And so in that sort of world where things are constantly changing, where technology is advancing at an exponential rate, these are the situation, this creates the situations where people are needing to increase their inner complexity to be more of a match for the outer complexity that the daily challenges, opportunities, problems present them with. And so that's what coaching is good at. Coaching is actually a perfect fit for helping people see where their current way of making sense of the world needs to open. open up a little bit, or needs to have a little bit of a shift. 
You see, so let's say if I'm a manager in an organization that doesn't have, we don't have a coaches or any sort of coaches, is it possible for a person that occupies like either for a manager role or any role to be able to assume that become a coach? 
Oh, certainly the people in those roles can get coaching skills. And many do many, many managers and leaders are getting coaching skills right now. And that makes a lot of sense. Here's the thing, they they are bound by the what the organization will accept. 

So it's sort of like you can use coaching skills, yes, but you're going to be even more using it like a spice than even as coaches do. because your first loyalty or your first attention is on what the organization is trying to do. And if you're in a traditional organization in particular, you'll find very quickly as a manager that those coaching skills open up a whole world of potential for people that the organization might not be able to meet. 


YC: So therefore is a approach more than for a coach instead of organizational focus is more individual focus. Is that right?

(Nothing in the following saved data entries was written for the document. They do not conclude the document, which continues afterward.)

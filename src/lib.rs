//! # Actor Kernel - shared runtime for message-driven business actors
//!
//! Independent actors (authentication, billing, notifications) talk through
//! typed messages. This crate is the small kernel they all reuse:
//! - Message envelopes classified as Command / Query / Notification
//! - A dispatcher that validates payloads against an event registry, invokes
//!   actor handlers and records one outcome metric per dispatch
//! - Circuit breakers for flaky downstream operations
//! - Sliding-window and token-bucket rate limiters
//! - A credential manager that issues, rotates and verifies signed sessions
//!
//! ## Architecture
//!
//! ```text
//!   RawEvent ─► classify ─► Message ─► Dispatcher ──► Actor handler
//!                  ▲                      │  ▲            │
//!                  │                      │  └─ guards ───┘
//!             EventRegistry ◄── metric ───┘  (breaker, limiters)
//! ```
//!
//! Every component is passive and process-local; [`kernel::Kernel`] wires
//! them from one [`Config`].

// Enforce strict safety at compile time
#![deny(unsafe_code)]
#![warn(missing_debug_implementations)]
#![warn(rust_2018_idioms)]

pub mod credentials;
pub mod dispatch;
pub mod envelope;
pub mod kernel;
pub mod registry;
pub mod types;

// Internal utilities
pub mod observability;
pub mod validation;

pub use credentials::{Claims, CredentialConfig, CredentialManager};
pub use dispatch::{Actor, DispatchGuards, DispatchOutcome, Dispatcher, HandlerOutput};
pub use envelope::{Message, MessageCategory, RawEvent};
pub use kernel::Kernel;
pub use registry::{EventDefinition, EventRegistry, InMemoryRegistry};
pub use types::{Config, CredentialError, Error, Result};
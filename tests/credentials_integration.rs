//! Credential integration tests: issue, rotate, verify through the public API.

use actor_kernel::credentials::{Claims, CredentialConfig, SigningAlgorithm};
use actor_kernel::{Config, CredentialError, CredentialManager, Error, Kernel};
use chrono::{Duration as ChronoDuration, Utc};
use proptest::prelude::*;
use std::time::Duration;

fn new_manager(algorithm: SigningAlgorithm) -> CredentialManager {
    CredentialManager::new(CredentialConfig {
        rotation_interval: Duration::from_secs(3600),
        secret_lifetime: Duration::from_secs(4 * 3600),
        algorithm,
        initial_secret_material: None,
    })
    .unwrap()
}

fn credential_error(err: Error) -> CredentialError {
    match err {
        Error::Credential(inner) => inner,
        other => panic!("expected credential error, got {:?}", other),
    }
}

#[test]
fn test_round_trip_for_every_algorithm() {
    for algorithm in [
        SigningAlgorithm::Hs256,
        SigningAlgorithm::Hs384,
        SigningAlgorithm::Hs512,
    ] {
        let manager = new_manager(algorithm);
        manager.initialize(None);
        let exp = Utc::now().timestamp() + 3600;

        let token = manager.sign(Claims::new("u1", exp, "a")).unwrap();
        assert_eq!(token.split('.').count(), 3);

        let claims = manager.verify(&token).unwrap();
        assert_eq!(claims.sub, "u1");
        assert_eq!(claims.jti, "a");
    }
}

#[test]
fn test_verification_error_classes() {
    let manager = new_manager(SigningAlgorithm::Hs256);
    manager.initialize(None);
    let now = Utc::now();

    let err = credential_error(manager.verify("no-dots-at-all").unwrap_err());
    assert!(matches!(err, CredentialError::InvalidFormat(_)));

    let expired = manager
        .sign_at(Claims::new("u1", now.timestamp() - 1, "a"), now)
        .unwrap();
    let err = credential_error(manager.verify_at(&expired, now).unwrap_err());
    assert_eq!(err, CredentialError::Expired);

    let other = new_manager(SigningAlgorithm::Hs256);
    other.initialize(None);
    let foreign = other
        .sign_at(Claims::new("u1", now.timestamp() + 60, "a"), now)
        .unwrap();
    let err = credential_error(manager.verify_at(&foreign, now).unwrap_err());
    assert!(matches!(err, CredentialError::InvalidSignature(_)));
}

#[test]
fn test_exported_metadata_has_no_material() {
    let manager = new_manager(SigningAlgorithm::Hs256);
    manager.initialize(Some(b"do-not-leak-this-material"));
    manager.rotate();

    let json = serde_json::to_string(&manager.export_metadata()).unwrap();
    assert!(!json.contains("do-not-leak-this-material"));
    assert!(!json.contains("material"));
}

#[test]
fn test_kernel_issues_verifiable_sessions() {
    let kernel = Kernel::new(Config::default(), None).unwrap();
    let token = kernel
        .credentials()
        .issue("u42", Duration::from_secs(600), Some("sess-42"))
        .unwrap();
    let claims = kernel.credentials().verify(&token).unwrap();
    assert_eq!(claims.sub, "u42");
    assert_eq!(claims.sid.as_deref(), Some("sess-42"));
    assert_eq!(claims.kid, kernel.credentials().active_secret_id());
}

proptest! {
    #![proptest_config(ProptestConfig::with_cases(32))]

    /// Any rotation schedule keeps exactly one active secret, and a token
    /// verifies for as long as its signing secret is alive.
    #[test]
    fn prop_rotation_keeps_one_active_secret(gaps in proptest::collection::vec(1i64..180, 1..12)) {
        let manager = new_manager(SigningAlgorithm::Hs256);
        let t0 = Utc::now();
        manager.initialize_at(None, t0);
        let token = manager
            .sign_at(Claims::new("u1", t0.timestamp() + 1_000_000, "a"), t0)
            .unwrap();
        let secret_expiry = t0 + ChronoDuration::hours(4);

        let mut now = t0;
        for gap in gaps {
            now += ChronoDuration::minutes(gap);
            manager.rotate_at(now);

            let active = manager
                .export_metadata()
                .iter()
                .filter(|m| m.is_active)
                .count();
            prop_assert_eq!(active, 1);

            let verified = manager.verify_at(&token, now);
            if now <= secret_expiry {
                prop_assert!(verified.is_ok());
            } else {
                prop_assert!(verified.is_err());
            }
        }
    }
}
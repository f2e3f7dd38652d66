//! In-process registry backed by compiled JSON Schemas.

use async_trait::async_trait;
use serde_json::Value;
use std::collections::{HashMap, VecDeque};
use std::fmt;
use std::sync::Arc;
use tokio::sync::RwLock;

use super::{EventDefinition, EventRegistry, MetricEntry, ValidationReport};
use crate::types::{Error, Result};

/// Default number of metric entries retained for inspection.
const DEFAULT_METRIC_CAPACITY: usize = 10_000;

struct RegisteredEvent {
    definition: EventDefinition,
    validator: Arc<jsonschema::Validator>,
}

impl fmt::Debug for RegisteredEvent {
    fn fmt(&self, f: &mut fmt::Formatter<'_>) -> fmt::Result {
        f.debug_struct("RegisteredEvent")
            .field("definition", &self.definition)
            .finish_non_exhaustive()
    }
}

/// Registry that keeps definitions, consumers and metrics in memory.
///
/// Schemas are compiled once at registration so malformed schemas are
/// rejected up front instead of at dispatch time.
#[derive(Debug)]
pub struct InMemoryRegistry {
    definitions: RwLock<HashMap<String, RegisteredEvent>>,
    consumers: RwLock<HashMap<String, Vec<String>>>,
    metrics: RwLock<VecDeque<MetricEntry>>,
    metric_capacity: usize,
}

impl InMemoryRegistry {
    pub fn new() -> Self {
        Self::with_metric_capacity(DEFAULT_METRIC_CAPACITY)
    }

    pub fn with_metric_capacity(metric_capacity: usize) -> Self {
        Self {
            definitions: RwLock::new(HashMap::new()),
            consumers: RwLock::new(HashMap::new()),
            metrics: RwLock::new(VecDeque::new()),
            metric_capacity: metric_capacity.max(1),
        }
    }

    /// Register (or replace) an event definition.
    pub async fn register(&self, definition: EventDefinition) -> Result<()> {
        let validator = jsonschema::validator_for(&definition.payload_schema).map_err(|e| {
            Error::config(format!(
                "invalid payload schema for {}: {}",
                definition.name, e
            ))
        })?;

        tracing::debug!(
            "Registered event definition name={} category={} version={}",
            definition.name,
            definition.category,
            definition.version
        );

        self.definitions.write().await.insert(
            definition.name.clone(),
            RegisteredEvent {
                definition,
                validator: Arc::new(validator),
            },
        );
        Ok(())
    }

    /// Declare `actor_id` as a consumer of `event_type`.
    pub async fn add_consumer(&self, event_type: &str, actor_id: &str) {
        let mut consumers = self.consumers.write().await;
        let entry = consumers.entry(event_type.to_string()).or_default();
        if !entry.iter().any(|c| c == actor_id) {
            entry.push(actor_id.to_string());
        }
    }

    pub async fn remove_consumer(&self, event_type: &str, actor_id: &str) {
        if let Some(entry) = self.consumers.write().await.get_mut(event_type) {
            entry.retain(|c| c != actor_id);
        }
    }

    /// Snapshot of recorded metrics, oldest first.
    pub async fn metrics(&self) -> Vec<MetricEntry> {
        self.metrics.read().await.iter().cloned().collect()
    }

    pub async fn clear_metrics(&self) {
        self.metrics.write().await.clear();
    }
}

impl Default for InMemoryRegistry {
    fn default() -> Self {
        Self::new()
    }
}

#[async_trait]
impl EventRegistry for InMemoryRegistry {
    async fn get_definition(&self, event_type: &str) -> Option<EventDefinition> {
        self.definitions
            .read()
            .await
            .get(event_type)
            .map(|r| r.definition.clone())
    }

    async fn get_consumers(&self, event_type: &str) -> Vec<String> {
        self.consumers
            .read()
            .await
            .get(event_type)
            .cloned()
            .unwrap_or_default()
    }

    async fn validate_payload(&self, event_type: &str, payload: &Value) -> ValidationReport {
        let validator = match self.definitions.read().await.get(event_type) {
            Some(registered) => registered.validator.clone(),
            None => {
                return ValidationReport::invalid(vec![format!(
                    "no definition registered for {}",
                    event_type
                )])
            }
        };

        let errors: Vec<String> = validator
            .iter_errors(payload)
            .map(|err| {
                let path = err.instance_path.to_string();
                if path.is_empty() {
                    err.to_string()
                } else {
                    format!("{}: {}", path, err)
                }
            })
            .collect();

        if errors.is_empty() {
            ValidationReport::valid()
        } else {
            ValidationReport::invalid(errors)
        }
    }

    async fn record_metric(&self, entry: MetricEntry) {
        let mut metrics = self.metrics.write().await;
        if metrics.len() >= self.metric_capacity {
            metrics.pop_front();
        }
        metrics.push_back(entry);
    }
}
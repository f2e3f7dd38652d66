//! Core types for the actor kernel.
//!
//! This module provides foundational types used throughout the system:
//! - **IDs**: Strongly-typed identifiers (MessageId, CorrelationId, SecretId)
//! - **Errors**: Application error types with thiserror derives
//! - **Config**: Configuration for every kernel component

mod config;
mod errors;
mod ids;

pub use config::{Config, ObservabilityConfig};
pub use errors::{CredentialError, Error, Result};
pub use ids::{CorrelationId, MessageId, SecretId};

LA: I would say it's both and both are needed. And both are needed typically from a small group of coaches who would be working in an organization, which is like one of my engagements right now. There are three of us working in a small organization, an organization of 50 people. And what we're paying attention to is like, what are the acupressure points where we can provide just very specific, not only coaching, but information about how self -organization and self -organizing works so that we can increase the level of self -organization in the whole company. 
So again, and in that role, we're doing coaching of small groups, we're doing coaching of individuals, and we're doing accompaniment, coaching like we're accompanying the leadership team. 


YC: Wonderful. And so let's say, let's look them up, you've mentioned a few times about the skills for coaching. What are some of those skills that we need to be able to coach? And how do we start developing them? 

LA: Well, the skills for coaching are really well known. And you can go to any professional coaching certification or standards body and find out what they are. So International Coach Federation and the European Mentoring and Coaching Council, I think is the EMCC is that organization. So I think that it's really well known. What we're coaching for is dependent on the context, right? 
So right now I coach leaders to be more fit for the future, you know, help them make the shifts and the expansions in their own capabilities to be more fit for the situations that are coming down the pipe at them.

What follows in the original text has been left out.